PPARγ is essential for TEC to alleviate ANIT-induced
experimental intrahepatic cholestasis
To further confirm the physiological roles of PPARγ in TEC-mediated
hepatic protection in vivo, Ad-shPPARγ was injected into C57BL/6J mice
via the tail vein. Next, the mice were treated with ANIT and/or TEC as
described in the experimental method. As expected, TEC did not exert
hepatic protection in ANIT-induced CLD of PPARγ deficient mice, which
was supported by the fact that there was no obvious difference in AST,
ALT, AP and necrosis area after TEC treatment in PPARγ-deficient mice
(Figure 7A and 7B). Quantification of the bile acid pool size showed
that there was no significant influence on the content of bile acid in
the liver, serum and feces of PPARγ-deficient mice after TEC treatment
(Figure 7C). ANIT treatment alone markedly promoted macrophage
recruitment compared with NC, as evidenced by a significant increase in
F4/80 mRNA level in the liver (Figure 7D). The mRNA levels of
proinflammatory factors (Figure 7E) and profibrogenesis factors (Figure
7F) also supported these findings.

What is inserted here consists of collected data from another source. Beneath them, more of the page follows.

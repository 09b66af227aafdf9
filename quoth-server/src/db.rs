//! Postgres connection pool setup.

use anyhow::Result;
use sqlx::postgres::{PgPool, PgPoolOptions};

use crate::config::Config;

pub async fn connect(config: &Config) -> Result<PgPool> {
    let pool = PgPoolOptions::new()
        .max_connections(10)
        .connect(&config.database_url)
        .await?;

    Ok(pool)
}
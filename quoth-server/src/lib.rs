//! # quoth-server
//!
//! The stateful application half of quoth-mcp: configuration, the Postgres
//! `Store` implementation, auth verification, the per-connection session
//! manager, the tier cache and usage counters, the embedding/reranker HTTP
//! gateway clients, the retrieval pipeline and incremental indexer, the
//! proposal engine, the agent bus, Genesis persona delivery, the activity
//! log, health/coverage/drift analytics, the MCP tool registry, and the
//! HTTP/SSE transport.
//!
//! `quoth-core` holds everything pure (models, chunking, the cutoff
//! algorithm, the tier table, signing); this crate wires those against
//! tokio, sqlx, reqwest, axum, and rmcp.

pub mod activity;
pub mod agent_bus;
pub mod analytics;
pub mod auth;
pub mod config;
pub mod db;
pub mod embedding_client;
pub mod genesis;
pub mod http;
pub mod indexer;
pub mod mcp;
pub mod migrate;
pub mod postgres_store;
pub mod proposal;
pub mod rerank_client;
pub mod retrieval;
pub mod session;
pub mod tier_cache;
pub mod tools;

pub use config::Config;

PPARγ deficiency aggravated
inflammation in mouse liver, as shown by increased F4/80,
proinflammatory factors and profibrogenesis factors compared with ANIT
treatment alone, while TEC did not significantly decrease these genes in
PPARγ deficient mice. Furthermore, the expression of FXR and LXR in
mouse liver was analyzed, and the results showed that TEC did not
enhance the expression of FXR, LXR and bile transporters in
PPARγ-deficient mice (Figure 7G and 7H). Taken together, the lack of
PPARγ expression abolished hepatic protection by TEC.